**AIM OF THE EXERCISE**:
Please go line by line through the material and copy each one containing the word "span".

**DATA FOR THIS EXERCISE**:
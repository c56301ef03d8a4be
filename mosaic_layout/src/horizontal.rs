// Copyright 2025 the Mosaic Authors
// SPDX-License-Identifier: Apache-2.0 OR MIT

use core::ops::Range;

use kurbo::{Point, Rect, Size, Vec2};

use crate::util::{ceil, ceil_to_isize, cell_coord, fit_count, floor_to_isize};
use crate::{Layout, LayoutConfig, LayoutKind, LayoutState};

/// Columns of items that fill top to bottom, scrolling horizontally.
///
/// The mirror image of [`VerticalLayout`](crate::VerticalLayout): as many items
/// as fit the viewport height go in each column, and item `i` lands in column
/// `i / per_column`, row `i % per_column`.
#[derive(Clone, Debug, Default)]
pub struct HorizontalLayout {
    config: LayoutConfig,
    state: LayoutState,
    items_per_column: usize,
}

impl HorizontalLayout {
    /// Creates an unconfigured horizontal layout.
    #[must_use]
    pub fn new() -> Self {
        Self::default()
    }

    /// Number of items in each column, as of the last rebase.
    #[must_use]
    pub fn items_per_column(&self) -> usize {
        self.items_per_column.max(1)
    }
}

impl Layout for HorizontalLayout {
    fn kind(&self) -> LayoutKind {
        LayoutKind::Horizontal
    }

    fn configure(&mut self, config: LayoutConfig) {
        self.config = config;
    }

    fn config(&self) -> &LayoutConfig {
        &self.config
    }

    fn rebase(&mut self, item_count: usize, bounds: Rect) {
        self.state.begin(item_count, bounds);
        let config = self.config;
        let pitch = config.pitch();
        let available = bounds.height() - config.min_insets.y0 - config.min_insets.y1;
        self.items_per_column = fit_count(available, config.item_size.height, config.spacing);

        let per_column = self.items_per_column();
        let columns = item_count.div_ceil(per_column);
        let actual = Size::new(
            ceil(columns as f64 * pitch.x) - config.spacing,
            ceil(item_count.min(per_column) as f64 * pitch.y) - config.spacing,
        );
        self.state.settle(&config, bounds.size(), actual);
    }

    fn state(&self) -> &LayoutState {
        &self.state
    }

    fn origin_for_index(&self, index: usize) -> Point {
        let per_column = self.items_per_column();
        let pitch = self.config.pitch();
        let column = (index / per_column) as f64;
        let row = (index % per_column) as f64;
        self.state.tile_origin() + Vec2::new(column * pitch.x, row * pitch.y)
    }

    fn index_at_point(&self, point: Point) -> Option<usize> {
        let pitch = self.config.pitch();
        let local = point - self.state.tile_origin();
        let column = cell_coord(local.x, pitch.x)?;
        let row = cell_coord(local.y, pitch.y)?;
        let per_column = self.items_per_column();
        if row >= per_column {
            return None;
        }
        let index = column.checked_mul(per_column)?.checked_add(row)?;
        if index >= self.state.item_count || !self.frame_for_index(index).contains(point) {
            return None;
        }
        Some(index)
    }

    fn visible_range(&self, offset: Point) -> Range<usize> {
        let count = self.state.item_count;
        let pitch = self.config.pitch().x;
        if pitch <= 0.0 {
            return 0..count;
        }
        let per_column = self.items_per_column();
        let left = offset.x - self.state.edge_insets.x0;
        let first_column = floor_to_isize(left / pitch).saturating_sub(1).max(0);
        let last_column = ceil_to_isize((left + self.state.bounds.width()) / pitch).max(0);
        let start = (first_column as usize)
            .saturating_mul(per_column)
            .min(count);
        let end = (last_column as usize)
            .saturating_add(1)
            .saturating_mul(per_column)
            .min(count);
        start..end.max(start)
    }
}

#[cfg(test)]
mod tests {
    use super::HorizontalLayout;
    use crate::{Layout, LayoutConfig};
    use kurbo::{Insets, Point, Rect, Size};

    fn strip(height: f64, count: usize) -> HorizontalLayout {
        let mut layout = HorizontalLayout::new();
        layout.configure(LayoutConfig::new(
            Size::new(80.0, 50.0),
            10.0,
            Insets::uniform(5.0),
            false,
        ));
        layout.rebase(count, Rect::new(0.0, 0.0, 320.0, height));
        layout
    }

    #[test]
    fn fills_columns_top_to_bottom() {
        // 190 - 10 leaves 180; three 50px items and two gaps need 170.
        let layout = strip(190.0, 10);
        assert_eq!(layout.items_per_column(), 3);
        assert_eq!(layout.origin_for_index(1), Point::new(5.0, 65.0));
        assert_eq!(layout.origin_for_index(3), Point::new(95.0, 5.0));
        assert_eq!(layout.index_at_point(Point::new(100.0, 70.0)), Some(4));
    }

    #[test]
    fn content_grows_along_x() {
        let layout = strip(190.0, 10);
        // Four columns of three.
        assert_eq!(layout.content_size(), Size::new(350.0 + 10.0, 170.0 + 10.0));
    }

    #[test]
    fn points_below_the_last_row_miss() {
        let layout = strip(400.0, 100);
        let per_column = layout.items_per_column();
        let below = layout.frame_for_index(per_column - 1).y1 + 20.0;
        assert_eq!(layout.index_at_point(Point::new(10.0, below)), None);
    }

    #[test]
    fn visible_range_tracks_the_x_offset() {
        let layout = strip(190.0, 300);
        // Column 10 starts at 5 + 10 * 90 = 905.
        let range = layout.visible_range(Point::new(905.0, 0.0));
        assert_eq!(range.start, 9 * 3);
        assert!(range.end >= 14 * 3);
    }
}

--

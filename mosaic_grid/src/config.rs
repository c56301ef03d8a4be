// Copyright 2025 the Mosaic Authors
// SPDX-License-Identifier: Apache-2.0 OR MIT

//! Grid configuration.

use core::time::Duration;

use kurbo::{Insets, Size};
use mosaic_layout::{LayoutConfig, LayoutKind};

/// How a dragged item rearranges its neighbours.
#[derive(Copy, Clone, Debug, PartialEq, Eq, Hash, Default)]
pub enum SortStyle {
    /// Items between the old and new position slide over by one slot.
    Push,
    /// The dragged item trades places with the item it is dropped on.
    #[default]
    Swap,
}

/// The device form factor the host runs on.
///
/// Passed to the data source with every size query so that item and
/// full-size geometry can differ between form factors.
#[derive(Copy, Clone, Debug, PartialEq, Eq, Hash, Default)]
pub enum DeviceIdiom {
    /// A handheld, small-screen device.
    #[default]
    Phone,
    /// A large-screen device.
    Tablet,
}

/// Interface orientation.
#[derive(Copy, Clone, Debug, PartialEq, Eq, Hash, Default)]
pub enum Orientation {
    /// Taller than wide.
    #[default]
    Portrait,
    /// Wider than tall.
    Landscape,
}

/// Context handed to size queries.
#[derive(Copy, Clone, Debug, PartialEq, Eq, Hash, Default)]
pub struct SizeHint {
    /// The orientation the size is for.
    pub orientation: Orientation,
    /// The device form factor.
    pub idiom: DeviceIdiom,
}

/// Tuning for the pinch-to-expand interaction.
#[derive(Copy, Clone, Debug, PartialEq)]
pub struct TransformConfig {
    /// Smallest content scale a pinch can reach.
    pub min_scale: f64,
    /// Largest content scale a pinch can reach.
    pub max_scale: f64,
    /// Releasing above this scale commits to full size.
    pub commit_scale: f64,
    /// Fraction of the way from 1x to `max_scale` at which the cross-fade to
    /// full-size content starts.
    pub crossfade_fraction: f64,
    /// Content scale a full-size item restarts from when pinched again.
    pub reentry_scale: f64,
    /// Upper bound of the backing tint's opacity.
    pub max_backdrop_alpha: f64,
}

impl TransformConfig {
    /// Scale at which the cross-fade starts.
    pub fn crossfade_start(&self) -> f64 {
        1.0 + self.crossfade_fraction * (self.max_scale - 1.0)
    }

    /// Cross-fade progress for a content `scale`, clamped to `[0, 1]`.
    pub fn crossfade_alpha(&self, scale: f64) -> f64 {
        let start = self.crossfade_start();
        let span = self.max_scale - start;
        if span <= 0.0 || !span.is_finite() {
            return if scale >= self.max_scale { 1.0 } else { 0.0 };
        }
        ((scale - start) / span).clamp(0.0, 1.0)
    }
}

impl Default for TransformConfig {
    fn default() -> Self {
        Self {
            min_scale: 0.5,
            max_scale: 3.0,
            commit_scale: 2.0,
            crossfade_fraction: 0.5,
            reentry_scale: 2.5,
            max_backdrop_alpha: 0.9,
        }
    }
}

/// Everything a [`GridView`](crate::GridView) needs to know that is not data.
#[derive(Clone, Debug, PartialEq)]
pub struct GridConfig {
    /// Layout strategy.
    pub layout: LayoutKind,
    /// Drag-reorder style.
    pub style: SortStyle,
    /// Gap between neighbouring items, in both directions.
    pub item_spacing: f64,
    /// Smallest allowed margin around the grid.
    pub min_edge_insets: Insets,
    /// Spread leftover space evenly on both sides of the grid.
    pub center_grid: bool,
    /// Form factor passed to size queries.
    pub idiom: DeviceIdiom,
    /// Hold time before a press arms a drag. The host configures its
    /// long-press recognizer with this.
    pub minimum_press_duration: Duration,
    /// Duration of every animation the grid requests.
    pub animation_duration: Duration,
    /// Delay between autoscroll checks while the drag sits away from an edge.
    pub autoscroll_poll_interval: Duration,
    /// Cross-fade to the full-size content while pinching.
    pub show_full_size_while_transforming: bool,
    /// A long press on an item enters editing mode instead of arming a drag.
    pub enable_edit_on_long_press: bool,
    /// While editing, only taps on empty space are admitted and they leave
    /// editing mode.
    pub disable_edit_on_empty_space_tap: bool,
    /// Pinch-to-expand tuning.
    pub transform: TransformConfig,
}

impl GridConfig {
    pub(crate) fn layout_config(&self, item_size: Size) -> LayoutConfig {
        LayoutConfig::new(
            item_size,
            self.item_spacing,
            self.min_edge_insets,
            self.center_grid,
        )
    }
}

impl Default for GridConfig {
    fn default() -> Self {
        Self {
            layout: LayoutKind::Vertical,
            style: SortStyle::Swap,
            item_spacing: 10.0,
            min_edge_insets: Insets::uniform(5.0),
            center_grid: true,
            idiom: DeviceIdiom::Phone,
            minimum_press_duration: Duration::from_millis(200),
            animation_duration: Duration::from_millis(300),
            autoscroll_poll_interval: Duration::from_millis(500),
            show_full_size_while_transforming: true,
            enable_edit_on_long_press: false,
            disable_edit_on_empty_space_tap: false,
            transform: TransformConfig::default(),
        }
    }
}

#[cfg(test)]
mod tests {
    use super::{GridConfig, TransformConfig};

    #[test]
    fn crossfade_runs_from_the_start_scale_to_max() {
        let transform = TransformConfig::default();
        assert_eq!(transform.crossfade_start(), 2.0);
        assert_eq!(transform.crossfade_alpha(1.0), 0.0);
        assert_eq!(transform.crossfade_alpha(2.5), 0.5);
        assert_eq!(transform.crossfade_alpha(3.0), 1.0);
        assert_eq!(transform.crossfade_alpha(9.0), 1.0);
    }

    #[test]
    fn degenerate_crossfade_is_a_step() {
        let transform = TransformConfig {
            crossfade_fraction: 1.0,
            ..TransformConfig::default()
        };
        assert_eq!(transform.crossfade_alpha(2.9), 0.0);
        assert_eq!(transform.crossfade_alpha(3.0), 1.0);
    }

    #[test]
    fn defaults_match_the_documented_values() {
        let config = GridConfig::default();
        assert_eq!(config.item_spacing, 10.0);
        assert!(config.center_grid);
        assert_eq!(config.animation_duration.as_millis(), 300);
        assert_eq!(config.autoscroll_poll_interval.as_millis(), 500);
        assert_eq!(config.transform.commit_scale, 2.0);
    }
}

**WRITTEN ANSWER**:
        let span = self.max_scale - start;
        if span <= 0.0 || !span.is_finite() {
        ((scale - start) / span).clamp(0.0, 1.0)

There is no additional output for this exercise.